_DIRECTIONS FOR THIS TASK:_
For every line in the entries that contains "only", show the whole line.

[Records from a data source]

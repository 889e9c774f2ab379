use chrono::Utc;
use sqlx::{Pool, Sqlite};
use tracing::{debug, info, instrument};

use crate::error::AppError;
use crate::models::{DogBehaviorProficiency, Outcome, Round};

/// Level granted for a strong, successful round.
pub const MASTERED_LEVEL: i64 = 4;
pub const MASTERED_MIN_SCORE: i64 = 8;

/// The level a round earns for its planned behavior, if any.
pub fn assess(outcome: Outcome, score: Option<i64>) -> Option<i64> {
    match (outcome, score) {
        (Outcome::Success, Some(score)) if score >= MASTERED_MIN_SCORE => Some(MASTERED_LEVEL),
        _ => None,
    }
}

/// Raises the dog's level for the round's planned behavior. Levels only go
/// up; rounds that earn nothing leave the row alone.
#[instrument(skip(pool, round), fields(round_id = round.id, dog_id = round.dog_id))]
pub async fn apply(pool: &Pool<Sqlite>, round: &Round) -> Result<(), AppError> {
    let Some(level) = assess(round.outcome, round.score) else {
        debug!("Round does not change proficiency");
        return Ok(());
    };

    info!(
        behavior_id = round.planned_behavior_id,
        level, "Updating proficiency"
    );
    sqlx::query(
        "INSERT INTO dog_behavior_proficiency (dog_id, behavior_id, level, last_round_id, updated_at)
         VALUES (?, ?, ?, ?, ?)
         ON CONFLICT (dog_id, behavior_id) DO UPDATE SET
             level = MAX(level, excluded.level),
             last_round_id = excluded.last_round_id,
             updated_at = excluded.updated_at",
    )
    .bind(round.dog_id)
    .bind(round.planned_behavior_id)
    .bind(level)
    .bind(round.id)
    .bind(Utc::now())
    .execute(pool)
    .await?;

    Ok(())
}

#[instrument(skip(pool))]
pub async fn list_for_dog(
    pool: &Pool<Sqlite>,
    dog_id: i64,
) -> Result<Vec<DogBehaviorProficiency>, AppError> {
    info!("Listing proficiency for dog");
    let rows = sqlx::query_as::<_, DogBehaviorProficiency>(
        "SELECT dog_id, behavior_id, level, last_round_id, updated_at
         FROM dog_behavior_proficiency WHERE dog_id = ? ORDER BY behavior_id",
    )
    .bind(dog_id)
    .fetch_all(pool)
    .await?;

    Ok(rows)
}

#[cfg(test)]
mod tests {
    use super::*;

    #[test]
    fn test_assess_thresholds() {
        assert_eq!(assess(Outcome::Success, Some(8)), Some(MASTERED_LEVEL));
        assert_eq!(assess(Outcome::Success, Some(10)), Some(MASTERED_LEVEL));
        assert_eq!(assess(Outcome::Success, Some(7)), None);
        assert_eq!(assess(Outcome::Success, None), None);
        assert_eq!(assess(Outcome::Partial, Some(9)), None);
        assert_eq!(assess(Outcome::Fail, Some(10)), None);
    }
}
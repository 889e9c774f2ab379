use rocket::figment::Figment;
use rocket::figment::providers::{Env, Serialized};
use serde::{Deserialize, Serialize};

pub const DEFAULT_DATABASE_URL: &str = "sqlite://sar-training.db";
pub const DEFAULT_TOKEN_TTL_HOURS: i64 = 168;

/// Application settings that live next to Rocket's own (`address`, `port`,
/// `secret_key`) in the same figment.
#[derive(Debug, Clone, Serialize, Deserialize, PartialEq)]
pub struct AppConfig {
    pub database_url: String,
    pub token_ttl_hours: i64,
}

impl Default for AppConfig {
    fn default() -> Self {
        Self {
            database_url: DEFAULT_DATABASE_URL.to_string(),
            token_ttl_hours: DEFAULT_TOKEN_TTL_HOURS,
        }
    }
}

impl AppConfig {
    /// Rocket's figment (Rocket.toml + `ROCKET_*`) layered with the
    /// application defaults and the unprefixed `DATABASE_URL` /
    /// `TOKEN_TTL_HOURS` variables.
    pub fn figment() -> Figment {
        rocket::Config::figment()
            .join(Serialized::defaults(AppConfig::default()))
            .merge(Env::raw().only(&["database_url", "token_ttl_hours"]))
    }

    pub fn from_figment(figment: &Figment) -> Result<Self, rocket::figment::Error> {
        let config: AppConfig = figment.extract()?;
        if config.token_ttl_hours <= 0 {
            return Err(rocket::figment::Error::from(format!(
                "token_ttl_hours must be positive, got {}",
                config.token_ttl_hours
            )));
        }
        Ok(config)
    }
}
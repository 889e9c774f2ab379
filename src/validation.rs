use chrono::{DateTime, NaiveDate, Utc};
use rocket::serde::json::Json;
use validator::Validate;

use crate::error::AppError;

pub trait JsonValidateExt<T> {
    /// Unwraps the body after running its `validator` rules.
    fn validated(self) -> Result<T, AppError>;
}

impl<T: Validate> JsonValidateExt<T> for Json<T> {
    fn validated(self) -> Result<T, AppError> {
        let inner = self.into_inner();
        inner.validate()?;
        Ok(inner)
    }
}

pub fn require_positive_id(field: &str, value: i64) -> Result<(), AppError> {
    if value > 0 {
        Ok(())
    } else {
        Err(AppError::Validation(format!(
            "{} must be a positive identifier",
            field
        )))
    }
}

/// Trims free text and treats blank input as absent.
pub fn optional_text(value: Option<String>) -> Option<String> {
    value
        .map(|v| v.trim().to_string())
        .filter(|v| !v.is_empty())
}

pub fn required_text(field: &str, value: &str) -> Result<String, AppError> {
    let trimmed = value.trim();
    if trimmed.is_empty() {
        return Err(AppError::Validation(format!("{} is required", field)));
    }
    Ok(trimmed.to_string())
}

/// Parses an optional RFC3339 timestamp and normalizes it to UTC. Blank
/// strings count as absent.
pub fn parse_timestamp(field: &str, value: Option<&str>) -> Result<Option<DateTime<Utc>>, AppError> {
    match value.map(str::trim).filter(|v| !v.is_empty()) {
        None => Ok(None),
        Some(raw) => DateTime::parse_from_rfc3339(raw)
            .map(|ts| Some(ts.with_timezone(&Utc)))
            .map_err(|_| {
                AppError::Validation(format!("{} must be an RFC3339 timestamp", field))
            }),
    }
}

pub fn parse_date(field: &str, value: Option<&str>) -> Result<Option<NaiveDate>, AppError> {
    match value.map(str::trim).filter(|v| !v.is_empty()) {
        None => Ok(None),
        Some(raw) => NaiveDate::parse_from_str(raw, "%Y-%m-%d")
            .map(Some)
            .map_err(|_| AppError::Validation(format!("{} must be a YYYY-MM-DD date", field))),
    }
}

#[cfg(test)]
mod tests {
    use super::*;

    #[test]
    fn test_parse_timestamp_normalizes_to_utc() {
        let parsed = parse_timestamp("started_at", Some("2025-03-01T10:00:00+02:00"))
            .unwrap()
            .unwrap();
        assert_eq!(parsed.to_rfc3339(), "2025-03-01T08:00:00+00:00");
    }

    #[test]
    fn test_parse_timestamp_blank_is_absent() {
        assert!(parse_timestamp("started_at", Some("  ")).unwrap().is_none());
        assert!(parse_timestamp("started_at", None).unwrap().is_none());
    }

    #[test]
    fn test_parse_timestamp_rejects_garbage() {
        let err = parse_timestamp("ended_at", Some("yesterday")).unwrap_err();
        assert!(matches!(err, AppError::Validation(_)));
    }

    #[test]
    fn test_parse_date() {
        let date = parse_date("birthdate", Some("2021-06-15")).unwrap().unwrap();
        assert_eq!(date, NaiveDate::from_ymd_opt(2021, 6, 15).unwrap());
        assert!(parse_date("birthdate", Some("15/06/2021")).is_err());
    }

    #[test]
    fn test_optional_text() {
        assert_eq!(optional_text(Some("  trail ".into())), Some("trail".to_string()));
        assert_eq!(optional_text(Some("   ".into())), None);
        assert_eq!(optional_text(None), None);
    }

    #[test]
    fn test_require_positive_id() {
        assert!(require_positive_id("dog_id", 1).is_ok());
        assert!(require_positive_id("dog_id", 0).is_err());
        assert!(require_positive_id("dog_id", -3).is_err());
    }
}
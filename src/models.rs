use std::fmt;
use std::str::FromStr;

use chrono::{DateTime, NaiveDate, Utc};
use serde::{Deserialize, Serialize};

use crate::error::AppError;

#[derive(Debug, Clone, Serialize, Deserialize, sqlx::FromRow)]
pub struct Skill {
    pub id: i64,
    pub name: String,
    pub description: Option<String>,
    pub created_at: DateTime<Utc>,
    pub updated_at: DateTime<Utc>,
}

#[derive(Debug, Clone, Serialize, Deserialize, sqlx::FromRow)]
pub struct Behavior {
    pub id: i64,
    pub skill_id: i64,
    pub name: String,
    pub description: Option<String>,
    pub created_at: DateTime<Utc>,
    pub updated_at: DateTime<Utc>,
}

#[derive(Debug, Clone, Serialize, Deserialize, sqlx::FromRow)]
pub struct Exercise {
    pub id: i64,
    pub name: String,
    pub description: Option<String>,
    pub created_at: DateTime<Utc>,
    pub updated_at: DateTime<Utc>,
}

#[derive(Debug, Clone, PartialEq, Serialize, Deserialize, sqlx::FromRow)]
pub struct BehaviorExerciseLink {
    pub behavior_id: i64,
    pub exercise_id: i64,
    pub strength: i64,
}

#[derive(Debug, Clone, Serialize, Deserialize, sqlx::FromRow)]
pub struct Dog {
    pub id: i64,
    pub name: String,
    pub callname: Option<String>,
    pub birthdate: Option<NaiveDate>,
}

#[derive(Debug, Clone, Serialize, Deserialize, sqlx::FromRow)]
pub struct Session {
    pub id: i64,
    pub started_at: DateTime<Utc>,
    pub ended_at: Option<DateTime<Utc>>,
    pub location: Option<String>,
    pub notes: Option<String>,
}

#[derive(Debug, Clone, Copy, PartialEq, Eq, Serialize, Deserialize)]
#[serde(rename_all = "lowercase")]
pub enum Outcome {
    Success,
    Partial,
    Fail,
}

impl Outcome {
    pub fn as_str(&self) -> &'static str {
        match self {
            Outcome::Success => "success",
            Outcome::Partial => "partial",
            Outcome::Fail => "fail",
        }
    }
}

impl FromStr for Outcome {
    type Err = AppError;

    /// Accepts any casing and surrounding whitespace.
    fn from_str(s: &str) -> Result<Self, Self::Err> {
        match s.trim().to_lowercase().as_str() {
            "success" => Ok(Outcome::Success),
            "partial" => Ok(Outcome::Partial),
            "fail" => Ok(Outcome::Fail),
            other => Err(AppError::Validation(format!(
                "outcome must be one of success, partial, fail (got '{}')",
                other
            ))),
        }
    }
}

impl fmt::Display for Outcome {
    fn fmt(&self, f: &mut fmt::Formatter<'_>) -> fmt::Result {
        f.write_str(self.as_str())
    }
}

#[derive(Debug, Clone, Serialize, Deserialize)]
pub struct Round {
    pub id: i64,
    pub session_id: i64,
    pub round_number: i64,
    pub dog_id: i64,
    pub exercise_id: i64,
    pub planned_behavior_id: i64,
    pub exhibited_behavior_id: Option<i64>,
    pub exhibited_free_text: Option<String>,
    pub outcome: Outcome,
    pub score: Option<i64>,
    pub notes: Option<String>,
    pub started_at: Option<DateTime<Utc>>,
    pub ended_at: Option<DateTime<Utc>>,
    pub created_at: DateTime<Utc>,
}

#[derive(sqlx::FromRow, Clone)]
pub struct DbRound {
    pub id: i64,
    pub session_id: i64,
    pub round_number: i64,
    pub dog_id: i64,
    pub exercise_id: i64,
    pub planned_behavior_id: i64,
    pub exhibited_behavior_id: Option<i64>,
    pub exhibited_free_text: Option<String>,
    pub outcome: String,
    pub score: Option<i64>,
    pub notes: Option<String>,
    pub started_at: Option<DateTime<Utc>>,
    pub ended_at: Option<DateTime<Utc>>,
    pub created_at: DateTime<Utc>,
}

impl TryFrom<DbRound> for Round {
    type Error = AppError;

    fn try_from(db: DbRound) -> Result<Self, Self::Error> {
        Ok(Self {
            id: db.id,
            session_id: db.session_id,
            round_number: db.round_number,
            dog_id: db.dog_id,
            exercise_id: db.exercise_id,
            planned_behavior_id: db.planned_behavior_id,
            exhibited_behavior_id: db.exhibited_behavior_id,
            exhibited_free_text: db.exhibited_free_text,
            outcome: db.outcome.parse().map_err(|_| {
                AppError::Internal(format!("Round {} has unknown outcome '{}'", db.id, db.outcome))
            })?,
            score: db.score,
            notes: db.notes,
            started_at: db.started_at,
            ended_at: db.ended_at,
            created_at: db.created_at,
        })
    }
}

#[derive(Debug, Clone, Serialize, Deserialize, sqlx::FromRow)]
pub struct DogBehaviorProficiency {
    pub dog_id: i64,
    pub behavior_id: i64,
    pub level: i64,
    pub last_round_id: Option<i64>,
    pub updated_at: DateTime<Utc>,
}
#[macro_use]
extern crate rocket;

mod api;
mod auth;
mod catalog;
mod config;
mod db;
mod dogs;
mod env;
mod error;
mod models;
mod proficiency;
mod rounds;
mod sessions;
mod telemetry;
mod validation;
#[cfg(test)]
mod test;

use api::{
    api_add_session_dog, api_close_session, api_create_behavior, api_create_dog,
    api_create_exercise, api_create_session, api_create_skill, api_delete_behavior,
    api_delete_dog, api_delete_exercise, api_delete_skill, api_dog_proficiency, api_get_session,
    api_link_behavior_exercise, api_list_behaviors, api_list_dog_rounds, api_list_dogs,
    api_list_exercises, api_list_links, api_list_session_dogs, api_list_session_rounds,
    api_list_sessions, api_list_skills, api_login, api_logout, api_me, api_record_round,
    api_register, api_unlink_behavior_exercise, api_update_behavior, api_update_dog,
    api_update_exercise, api_update_session, api_update_skill, bad_request_api,
    internal_error_api, not_found_api, unprocessable_api, health,
};
use auth::{forbidden_api, unauthorized_api};
use config::AppConfig;
use error::AppError;
use rocket::figment::Figment;
use rocket::{Build, Rocket};
use sqlx::SqlitePool;
use telemetry::{TelemetryFairing, init_tracing};
use thiserror::Error;
use tracing::info;

#[derive(Debug, Error)]
pub enum Error {
    #[error("{0}")]
    Anyhow(anyhow::Error),
    #[error("{0}")]
    Figment(rocket::figment::Error),
    #[error("{0}")]
    Sqlx(#[from] sqlx::Error),
    #[error("{0}")]
    Rocket(Box<rocket::Error>),
    #[error("Application error: {0}")]
    App(#[from] AppError),
}

impl From<anyhow::Error> for Error {
    fn from(value: anyhow::Error) -> Self {
        Error::Anyhow(value)
    }
}

impl From<rocket::figment::Error> for Error {
    fn from(value: rocket::figment::Error) -> Self {
        Error::Figment(value)
    }
}

impl From<rocket::Error> for Error {
    fn from(value: rocket::Error) -> Self {
        Error::Rocket(Box::new(value))
    }
}

#[rocket::main]
async fn main() -> Result<(), Error> {
    env::load_environment()?;
    let _otel_guard = init_tracing();

    let figment = AppConfig::figment();
    let config = AppConfig::from_figment(&figment)?;

    let pool = db::connect(&config.database_url).await?;
    db::run_migrations(&pool).await?;
    info!("Migrations completed successfully");

    init_rocket(pool, figment, config).launch().await?;
    Ok(())
}

pub fn init_rocket(pool: SqlitePool, figment: Figment, config: AppConfig) -> Rocket<Build> {
    info!("Starting SAR training tracker");

    rocket::custom(figment)
        .manage(pool)
        .manage(config)
        .mount(
            "/",
            routes![
                health,
                api_register,
                api_login,
                api_logout,
                api_me,
                api_create_skill,
                api_list_skills,
                api_update_skill,
                api_delete_skill,
                api_create_behavior,
                api_list_behaviors,
                api_update_behavior,
                api_delete_behavior,
                api_create_exercise,
                api_list_exercises,
                api_update_exercise,
                api_delete_exercise,
                api_link_behavior_exercise,
                api_list_links,
                api_unlink_behavior_exercise,
                api_create_dog,
                api_list_dogs,
                api_update_dog,
                api_delete_dog,
                api_list_dog_rounds,
                api_dog_proficiency,
                api_create_session,
                api_list_sessions,
                api_get_session,
                api_update_session,
                api_close_session,
                api_add_session_dog,
                api_list_session_dogs,
                api_record_round,
                api_list_session_rounds,
            ],
        )
        .register(
            "/",
            catchers![
                bad_request_api,
                unauthorized_api,
                forbidden_api,
                not_found_api,
                unprocessable_api,
                internal_error_api,
            ],
        )
        .attach(TelemetryFairing)
}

_EXERCISE ANSWER:_
/// Raises the dog's level for the round's planned behavior. Levels only go
            .merge(Env::raw().only(&["database_url", "token_ttl_hours"]))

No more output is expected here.